Earlier this year Dish made an aggressive bid to acquire a 24% stake in Clearwire for $2.2 billion. Clearwire owns the rights to radio frequency spectrum in the 2.5 GHz range and provides service primarily using the 4G mobile WiMAX standard. However, Sprint is the majority shareholder with 50.8% stake in the company. At this point, Sprint, Softbank, Dish and Verizon (VZ) all want a piece of Clearwire's valuable spectrum.
Buying Sprint would allow Dish to offer video, high-speed Internet and voice service across the country in one package whether people are home or on the go. Currently, Dish offers video services but its satellite Internet service isn't as fast as those from wired providers. Dish says that with this potential acquisition it could deliver internet service wirelessly from Sprint's cellphone towers to an antenna installed on a roof.
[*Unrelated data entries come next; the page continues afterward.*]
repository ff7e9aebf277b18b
pub mod import;
pub mod sqlite;
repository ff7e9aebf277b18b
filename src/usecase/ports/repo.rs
use crate::domain::entities::elemento::{
    Analise, AnaliseId, Elemento, ElementoId, Procedimento, ProcedimentoId,
};

/// Collaborator failures, split by read vs. write so the views can apply
/// the right policy: a fetch failure clears the view, an update failure
/// leaves the pre-edit value in place. Neither is retried automatically.
#[derive(Debug, Clone, PartialEq, Eq)]
pub enum RepoError {
    Fetch(String),
    Update(String),
}

impl std::fmt::Display for RepoError {
    fn fmt(&self, f: &mut std::fmt::Formatter<'_>) -> std::fmt::Result {
        match self {
            RepoError::Fetch(message) => write!(f, "falha ao carregar: {message}"),
            RepoError::Update(message) => write!(f, "falha ao salvar: {message}"),
        }
    }
}

impl std::error::Error for RepoError {}

/// One update operation per editable attribute. Keeping this a closed
/// union makes the update contract statically enumerable instead of an
/// open string-keyed field map.
#[derive(Debug, Clone, PartialEq)]
pub enum ElementoUpdate {
    Tipo(Option<String>),
    Nome(Option<String>),
    Freq(Option<f64>),
    CustoUnit(Option<f64>),
    CustoTotal(Option<f64>),
    Status(Option<String>),
    ValorProposto(Option<f64>),
    GoldLabel(Option<i64>),
}

/// Row shape handed to the repository by the ingestion path. Ids and
/// timestamps are assigned by the store.
#[derive(Debug, Clone, Default, PartialEq)]
pub struct NovoElemento {
    pub tipo: Option<String>,
    pub nome: Option<String>,
    pub freq: Option<f64>,
    pub custo_unit: Option<f64>,
    pub custo_total: Option<f64>,
    pub status: Option<String>,
}

pub trait AnaliseRepository: Send + Sync {
    fn init(&self) -> Result<(), RepoError>;

    /// Newest first.
    fn listar_analises(&self) -> Result<Vec<Analise>, RepoError>;
    fn criar_analise(&self, filename: &str) -> Result<Analise, RepoError>;

    /// Original insertion order, gold-label fields denormalized from the
    /// referenced Procedimento.
    fn listar_elementos(&self, analise_id: AnaliseId) -> Result<Vec<Elemento>, RepoError>;
    fn inserir_elementos(
        &self,
        analise_id: AnaliseId,
        elementos: &[NovoElemento],
    ) -> Result<i64, RepoError>;

    /// Partial update of exactly one field; safe to call with any single
    /// variant. Last write wins across sessions.
    fn atualizar_elemento(&self, id: ElementoId, update: &ElementoUpdate)
        -> Result<(), RepoError>;

    /// Ordered by nome ascending.
    fn listar_procedimentos(&self) -> Result<Vec<Procedimento>, RepoError>;
    fn cadastrar_procedimento(
        &self,
        nome: &str,
        valor_minimo: Option<f64>,
    ) -> Result<ProcedimentoId, RepoError>;
}
use std::path::Path;

use anyhow::{Context, Result};
use rusqlite::Connection;

pub fn open_connection(db_path: &Path) -> Result<Connection> {
    let conn = Connection::open(db_path)
        .with_context(|| format!("failed to open db: {}", db_path.display()))?;
    conn.execute("PRAGMA foreign_keys = ON", [])
        .context("failed to enable foreign key enforcement")?;
    Ok(conn)
}

pub fn init_db(db_path: &Path) -> Result<()> {
    if let Some(parent) = db_path.parent() {
        std::fs::create_dir_all(parent)
            .with_context(|| format!("failed to create parent dir: {}", parent.display()))?;
    }

    let conn = open_connection(db_path)?;

    conn.execute_batch(
        "
        CREATE TABLE IF NOT EXISTS analise (
            id          INTEGER PRIMARY KEY AUTOINCREMENT,
            filename    TEXT NOT NULL,
            created_at  TEXT NOT NULL DEFAULT CURRENT_TIMESTAMP
        );

        CREATE TABLE IF NOT EXISTS procedimento (
            id            INTEGER PRIMARY KEY AUTOINCREMENT,
            nome          TEXT NOT NULL,
            valor_minimo  REAL
        );

        CREATE TABLE IF NOT EXISTS elemento (
            id              INTEGER PRIMARY KEY AUTOINCREMENT,
            analise_id      INTEGER NOT NULL,
            created_at      TEXT NOT NULL DEFAULT CURRENT_TIMESTAMP,
            tipo            TEXT,
            nome            TEXT,
            freq            REAL,
            custo_unit      REAL,
            custo_total     REAL,
            status          TEXT,
            valor_proposto  REAL,
            id_gold_label   INTEGER,
            FOREIGN KEY (analise_id) REFERENCES analise(id),
            FOREIGN KEY (id_gold_label) REFERENCES procedimento(id)
        );

        CREATE INDEX IF NOT EXISTS idx_elemento_analise
            ON elemento(analise_id);

        CREATE INDEX IF NOT EXISTS idx_procedimento_nome
            ON procedimento(nome);
        ",
    )
    .context("failed to initialize schema")?;

    Ok(())
}
pub mod queries;
pub mod repo;
pub mod schema;
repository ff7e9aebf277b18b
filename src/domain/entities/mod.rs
pub mod edit;
pub mod elemento;
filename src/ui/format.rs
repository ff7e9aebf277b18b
use chrono::NaiveDateTime;

/// pt-BR currency: thousands separated by '.', decimals by ',', two
/// decimal places. Absent values render as "N/A".
pub fn formatar_moeda(valor: Option<f64>) -> String {
    let Some(valor) = valor else {
        return "N/A".to_string();
    };
    let negativo = valor < 0.0;
    let centavos = (valor.abs() * 100.0).round() as u64;
    let inteiro = centavos / 100;
    let fracao = centavos % 100;

    let digitos = inteiro.to_string();
    let mut agrupado = String::new();
    for (pos, ch) in digitos.chars().enumerate() {
        if pos > 0 && (digitos.len() - pos) % 3 == 0 {
            agrupado.push('.');
        }
        agrupado.push(ch);
    }

    let sinal = if negativo { "-" } else { "" };
    format!("{sinal}R$ {agrupado},{fracao:02}")
}

/// Display-mode rendering of an optional value: the literal "-" marks an
/// absent value, distinguishing it from a legitimate zero.
pub fn exibir_opcional<T: std::fmt::Display>(valor: &Option<T>) -> String {
    match valor {
        Some(valor) => valor.to_string(),
        None => "-".to_string(),
    }
}

pub fn exibir_numero(valor: &Option<f64>) -> String {
    match valor {
        Some(numero) => {
            if numero.fract().abs() < f64::EPSILON {
                format!("{}", *numero as i64)
            } else {
                numero.to_string()
            }
        }
        None => "-".to_string(),
    }
}

/// Timestamps come from the store as "YYYY-MM-DD HH:MM:SS"; shown as
/// "dd/MM/yyyy às HH:mm". Unparsable input falls back to the raw text.
pub fn formatar_data(created_at: &str) -> String {
    NaiveDateTime::parse_from_str(created_at, "%Y-%m-%d %H:%M:%S")
        .map(|data| data.format("%d/%m/%Y às %H:%M").to_string())
        .unwrap_or_else(|_| created_at.to_string())
}
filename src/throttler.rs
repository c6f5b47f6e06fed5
use crate::clock::{Clock, TokioClock};
use crate::config::ThrottlerConfig;
use crate::error::{ThrottlerError, ThrottlerResult};
use crate::group::LimiterGroup;
use crate::job::{BoxFuture, Job, JobHandle, JobResult, SmsMessage};
use crate::limiter::{Limiter, LimiterCounts, LimiterEvent};
use crate::sender::SmsSender;
use serde::Serialize;
use std::collections::BTreeMap;
use std::sync::atomic::{AtomicU64, Ordering};
use std::sync::Arc;
use tokio::runtime::Handle;
use tracing::{debug, error, warn};
use validator::Validate;

const ACCOUNT_LIMITER: &str = "account";

/// Throttles outbound SMS so neither the account quota nor any sending number's quota is exceeded.
///
/// Every message first waits on the limiter of its `from` number, then on the shared account
/// limiter, and is only sent once both have admitted it.
pub struct Throttler {
    account: Limiter,
    numbers: LimiterGroup,
    sender: Arc<dyn SmsSender>,
    dropped: Arc<AtomicU64>,
    runtime: Handle,
}

/// Snapshot of every limiter owned by a throttler.
#[derive(Debug, Clone, Serialize)]
pub struct ThrottlerStats {
    pub account: LimiterCounts,
    pub numbers: BTreeMap<String, LimiterCounts>,
    pub dropped: u64,
}

impl Throttler {
    /// Create a new throttler instance. Must be called inside a Tokio runtime.
    pub fn new(sender: Arc<dyn SmsSender>, config: ThrottlerConfig) -> ThrottlerResult<Self> {
        Self::with_clock(sender, config, Arc::new(TokioClock))
    }

    pub fn with_clock(
        sender: Arc<dyn SmsSender>,
        config: ThrottlerConfig,
        clock: Arc<dyn Clock>,
    ) -> ThrottlerResult<Self> {
        config.validate()?;
        let runtime = Handle::try_current()
            .map_err(|e| ThrottlerError::Runtime(format!("throttler needs a Tokio runtime: {}", e)))?;

        let account = Limiter::with_clock(ACCOUNT_LIMITER, &config.account, Arc::clone(&clock))?;
        let numbers = LimiterGroup::with_clock(config.number, clock)?;
        let dropped = Arc::new(AtomicU64::new(0));

        account.on_event(event_logger(None, Arc::clone(&dropped)));

        let parent = account.clone();
        let number_dropped = Arc::clone(&dropped);
        numbers.on_created(move |limiter, key| {
            if let Err(e) = limiter.chain(&parent) {
                error!(number = %key, error = %e, "Failed to chain number limiter to account limiter");
            }
            limiter.on_event(event_logger(Some(key.to_string()), Arc::clone(&number_dropped)));
        });

        Ok(Self {
            account,
            numbers,
            sender,
            dropped,
            runtime,
        })
    }

    /// Queue a message. Returns immediately; `callback` is invoked exactly once, later and never
    /// before this returns, with the provider's response or the error that ended the job.
    pub fn queue<C>(&self, message: SmsMessage, callback: C)
    where
        C: FnOnce(JobResult) + Send + 'static,
    {
        self.log_queued(&message);
        let job = Job::new(message.from.clone(), self.work_for(message), callback);
        self.dispatch(job);
    }

    /// Like [`Throttler::queue`], but hands back an awaitable handle instead of taking a callback.
    pub fn send(&self, message: SmsMessage) -> JobHandle {
        self.log_queued(&message);
        let (job, handle) = Job::with_handle(message.from.clone(), self.work_for(message));
        self.dispatch(job);
        handle
    }

    /// Total jobs dropped by any of this throttler's limiters. Never reset.
    pub fn dropped_count(&self) -> u64 {
        self.dropped.load(Ordering::Relaxed)
    }

    /// Sending numbers that have a limiter.
    pub fn keys(&self) -> Vec<String> {
        self.numbers.keys()
    }

    pub fn account_counts(&self) -> ThrottlerResult<LimiterCounts> {
        self.account.counts()
    }

    pub fn number_counts(&self, from: &str) -> ThrottlerResult<Option<LimiterCounts>> {
        self.numbers.get(from).map(|limiter| limiter.counts()).transpose()
    }

    pub fn stats(&self) -> ThrottlerResult<ThrottlerStats> {
        let mut numbers = BTreeMap::new();
        for key in self.numbers.keys() {
            if let Some(counts) = self.number_counts(&key)? {
                numbers.insert(key, counts);
            }
        }

        Ok(ThrottlerStats {
            account: self.account.counts()?,
            numbers,
            dropped: self.dropped_count(),
        })
    }

    pub fn numbers(&self) -> &LimiterGroup {
        &self.numbers
    }

    fn work_for(&self, message: SmsMessage) -> impl FnOnce() -> BoxFuture<JobResult> + Send + 'static {
        let sender = Arc::clone(&self.sender);
        move || {
            Box::pin(async move { sender.send(&message).await.map_err(ThrottlerError::from) })
                as BoxFuture<JobResult>
        }
    }

    fn dispatch(&self, job: Job) {
        match self.numbers.key(job.key()) {
            Ok(limiter) => limiter.submit(job),
            Err(e) => {
                error!(number = %job.key(), error = %e, "Could not resolve number limiter");
                self.runtime.spawn(async move { job.reject(e) });
            }
        }
    }

    fn log_queued(&self, message: &SmsMessage) {
        debug!(
            from = %message.from,
            to = %message.to,
            text = %message.text,
            account = ?self.account.counts().ok(),
            "Queuing message"
        );
    }
}

/// Logs limiter events and counts drops. `number` is `None` for the account limiter.
fn event_logger(
    number: Option<String>,
    dropped: Arc<AtomicU64>,
) -> impl Fn(&LimiterEvent) + Send + Sync + 'static {
    move |event| match event {
        LimiterEvent::Dropped { limiter, job_id, key } => {
            let total = dropped.fetch_add(1, Ordering::Relaxed) + 1;
            warn!(limiter = %limiter, job_id = %job_id, from = %key, dropped = total, "Message dropped");
        }
        LimiterEvent::Error { limiter, error } => match &number {
            Some(number) => error!(number = %number, error = %error, "Error with number limiter"),
            None => error!(limiter = %limiter, error = %error, "Error with account limiter"),
        },
    }
}
pub mod clock;
pub mod config;
pub mod error;
pub mod group;
pub mod job;
pub mod limiter;
pub mod reservoir;
pub mod sender;
pub mod throttler;

pub use clock::{Clock, ManualClock, TokioClock};
pub use config::{LimiterConfig, ThrottlerConfig};
pub use error::{LimiterError, SendError, ThrottlerError, ThrottlerResult};
pub use group::LimiterGroup;
pub use job::{Job, JobHandle, JobId, JobResult, SendResponse, SmsMessage};
pub use limiter::{Limiter, LimiterCounts, LimiterEvent};
pub use reservoir::Reservoir;
pub use sender::{DryRunSender, SmsSender};
pub use throttler::{Throttler, ThrottlerStats};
The company wants to compete better in the saturated U.S. pay-TV market by offering a viable bundling option where it can combine its satellite service and wireless spectrum licenses with Sprint's wireless capabilities and offer consumers a single subscription. Dish could either build its own network, which would be expensive and time consuming, or buy an existing carrier like Sprint which can provide ready-to-use infrastructure.
Dish sees this bundling potential as a growth opportunity, as the pay-TV market is getting saturated in the U.S. Pay-TV penetration is currently very high, with more than 90% of the U.S. TV households subscribing. Given the saturation level and slowdown in the housing market, it is difficult to see a significant increase in the number of the U.S. pay-TV subscribers. Moreover, Dish's main satellite competitor DirecTV has performed comparatively well over the last few years, and having bundled services could help Dish better compete with DirecTV.
While the U.S. wireless market is also highly saturated, demand for services (mostly data services) continues to increase and consumers are willing to pay for mobile connectivity. With more than 55 million subscribers and $35 billion in revenue, Sprint offers a path for either investor (Dish/Softbank) to profit from the boom in wireless internet traffic. Sprint's potential is further bolstered by its stake in Clearwire and its huge spectrum position.
In Dish's offer, the total consideration consists of $17.3 billion in cash and $8.2 billion in stock. The company intends to fund the cash portion of the deal using $8.2 billion of balance sheet cash and additional debt financing.
This acquisition would create an entity with over 60 million retail subscribers and $50 billion in revenues, helping Dish better compete in the pay-TV industry, as well as against wireless behemoths Verizon and AT&T. However, it would create a highly leveraged company with over $40 billion in debt, the servicing of which could prove to be an issue with a combined EBITDA of about $10 billion.
In its letter to Sprint's board, Dish said that it had received a "highly confident letter" from Barclays with regard to its financing, which confirms the company's ability to raise the required financing. Dish stated that it would have to raise about $9.3 billion total in new funding. It will likely take months for this saga to play out, but if Dish does ultimately acquire Sprint it would be a good strategic move, albeit an expensive one.
The Trefis price estimate for Dish Network stands at $38, roughly in line with the market price.